Like similar collections by Guns ‘N’ Roses [Appetite For Destruction: Deluxe Edition] and Pink Floyd [The Early Years 1967–1972: Cre/ation], R.E.M.’s The Best Of R.E.M. At The BBC (CD, vinyl) is a two-disc sampler from a much larger boxed set, the 8CD/1DVD R.E.M. At The BBC (CD, digital) [my review of which is here]. But while there’s a lot of good music on R.E.M.’s Best Of collection, it’s hard to recommend when the vastly superior complete collection is so readily available.
Recorded at various dates from 1984 through 2008,
The Best Of R.E.M. At The BBC features thirty-four live tracks recorded both in the BBC’s studios and at concert venues during shows open to the public. In addition, while a bunch of the songs are played on the band’s normal, electric instruments, and in front of an appreciative audience, a bunch of these songs were played acoustically, or in a studio with few in attendance.
Now, as is, there are a lot of great songs on The Best Of R.E.M. At The BBC. For starters, the acoustic versions of “World Leader Pretend” (from a 1991 radio show), “Supernatural Superserious” (from a 2008 radio session), and especially “Radio Song” (also from the 1991 show) all put an interesting stripped-down spin on these songs.

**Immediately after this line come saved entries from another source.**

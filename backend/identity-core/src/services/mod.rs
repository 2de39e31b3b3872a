/// Service layer for identity-core
///
/// Provides the orchestration logic:
/// - Step-up MFA sessions (MfaOrchestrator + pluggable MfaVerifier)
/// - Built-in TOTP verifier (TOTP + backup codes + lockout)
/// - Identity facade (authenticate / complete MFA / validate / refresh / revoke)
/// - Background revocation sweeper
use crate::error::{IdentityError, Result};
use crate::models::AuthErrorKind;
use std::future::Future;
use std::time::Duration;
use tokio_util::sync::CancellationToken;
use tracing::warn;

pub mod identity;
pub mod mfa;
pub mod sweeper;
pub mod two_fa;

pub use identity::{IdentityOrchestrator, SweepStats};
pub use mfa::{MfaOrchestrator, MfaVerifier};
pub use sweeper::spawn_revocation_sweeper;
pub use two_fa::TotpVerifier;

/// Run a connector or verifier call under a deadline and a cancellation signal
///
/// Dropping `fut` on timeout or cancellation is what hands leased registry
/// entries back, so `fut` must own every lease it takes.
pub(crate) async fn bounded<T, F>(
    cancel: &CancellationToken,
    timeout: Duration,
    fut: F,
) -> Result<T>
where
    F: Future<Output = Result<T>>,
{
    tokio::select! {
        biased;
        _ = cancel.cancelled() => Err(IdentityError::Cancelled),
        result = tokio::time::timeout(timeout, fut) => match result {
            Ok(result) => result,
            Err(_) => Err(IdentityError::ConnectionFailed(format!(
                "no answer within {timeout:?}"
            ))),
        },
    }
}

/// Map a backend fault onto `Unknown`, keeping its message
pub(crate) fn backend_fault(err: anyhow::Error) -> IdentityError {
    warn!(error = %format!("{err:#}"), "Backend call failed");
    IdentityError::Provider {
        kind: AuthErrorKind::Unknown,
        message: format!("{err:#}"),
    }
}

#[cfg(test)]
mod tests {
    use super::*;

    #[tokio::test]
    async fn test_bounded_passes_result_through() {
        let cancel = CancellationToken::new();
        let value = bounded(&cancel, Duration::from_secs(1), async { Ok(7) })
            .await
            .unwrap();
        assert_eq!(value, 7);
    }

    #[tokio::test]
    async fn test_bounded_timeout_is_connection_failure() {
        let cancel = CancellationToken::new();
        let result: Result<()> = bounded(&cancel, Duration::from_millis(20), async {
            tokio::time::sleep(Duration::from_secs(5)).await;
            Ok(())
        })
        .await;
        assert_eq!(result.unwrap_err().kind(), AuthErrorKind::ConnectionFailed);
    }

    #[tokio::test]
    async fn test_bounded_cancelled_before_start() {
        let cancel = CancellationToken::new();
        cancel.cancel();
        let result = bounded(&cancel, Duration::from_secs(1), async { Ok(1) }).await;
        assert!(matches!(result, Err(IdentityError::Cancelled)));
    }

    #[test]
    fn test_backend_fault_keeps_message() {
        let err = backend_fault(anyhow::anyhow!("ldap: server down"));
        assert_eq!(err.kind(), AuthErrorKind::Unknown);
        assert_eq!(err.to_string(), "ldap: server down");
    }
}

As for the more amplified tunes on The Best Of R.E.M. At The BBC, the highlights there include a beautiful rendition of “Perfect Circle” from a 1998 radio show, a similarly haunting version of “Country Feedback” from a 1998 studio session, a blistering take on “Orange Crush” from a 2003 radio show, and all of the tracks from concerts recorded in 1984, 1995, and 1999.
What’s odd is that there are also some rather clunky performances on The Best Of R.E.M. At The BBC. “Bad Day” from the same 2003 radio session as the aforementioned “Orange Crush” is slightly off, while the acoustic versions of “Losing My Religion” and “Half A World Away” are less spirited than the ones on R.E.M. Unplugged 1991-2001 The Complete Sessions.
But the biggest issue I had with The Best Of R.E.M. At The BBC is that it just made me want R.E.M. At The BBC that much more. Listening to the five tracks from their 1984 show made me want the complete sixteen song show, and the same goes for the six tunes from their 1995 show (which has all twenty-five on R.E.M. At The BBC) and the two from the 1998 concert (all twelve of which are included on R.E.M. At The BBC). Doubly so since R.E.M. have not released live albums from 1995 or 1998, while the 1984 concert included on the deluxe version of Reckoning was incomplete.
(The Best Of R.E.M. At The BBC …
also has three songs from a 2004 concert, while R.E.M. At The BBChas all eleven they played that night, but that show is outdone by the twenty-three song one on the live video Perfect Square).
It also doesn’t help that all of the acoustic performances on The Best Of R.E.M. At The BBCare of songs they also played during the Unplugged shows, which are already available — and, as noted, in some cases better — on R.E.M. Unplugged 1991-2001 The Complete Sessions. Though you could say the same thing about R.E.M. At The BBC.
What makes The Best Of R.E.M. At The BBC even less worth getting, even for more casual fans, is that it doesn’t even have all of the songs that they might like. Specifically, it doesn’t include the band’s acoustic cover of the Editors’ song “Munich,” which is this collection’s only truly new tune.
That said, The Best Of R.E.M. At The BBC does include the version of “E-Bow The Letter” from 2004 that features Radiohead’s Thom York doing the part Patti Smith sang on the original, which is good for serious Radiohead fans, since it means they won’t have to buy the whole R.E.M. At The BBC set just for one song.
In the end,
The Best Of R.E.M. At The BBC is a solid collection of live performances from a band who were almost always great live…but it’s also a sampler that will make most just want the more complete version.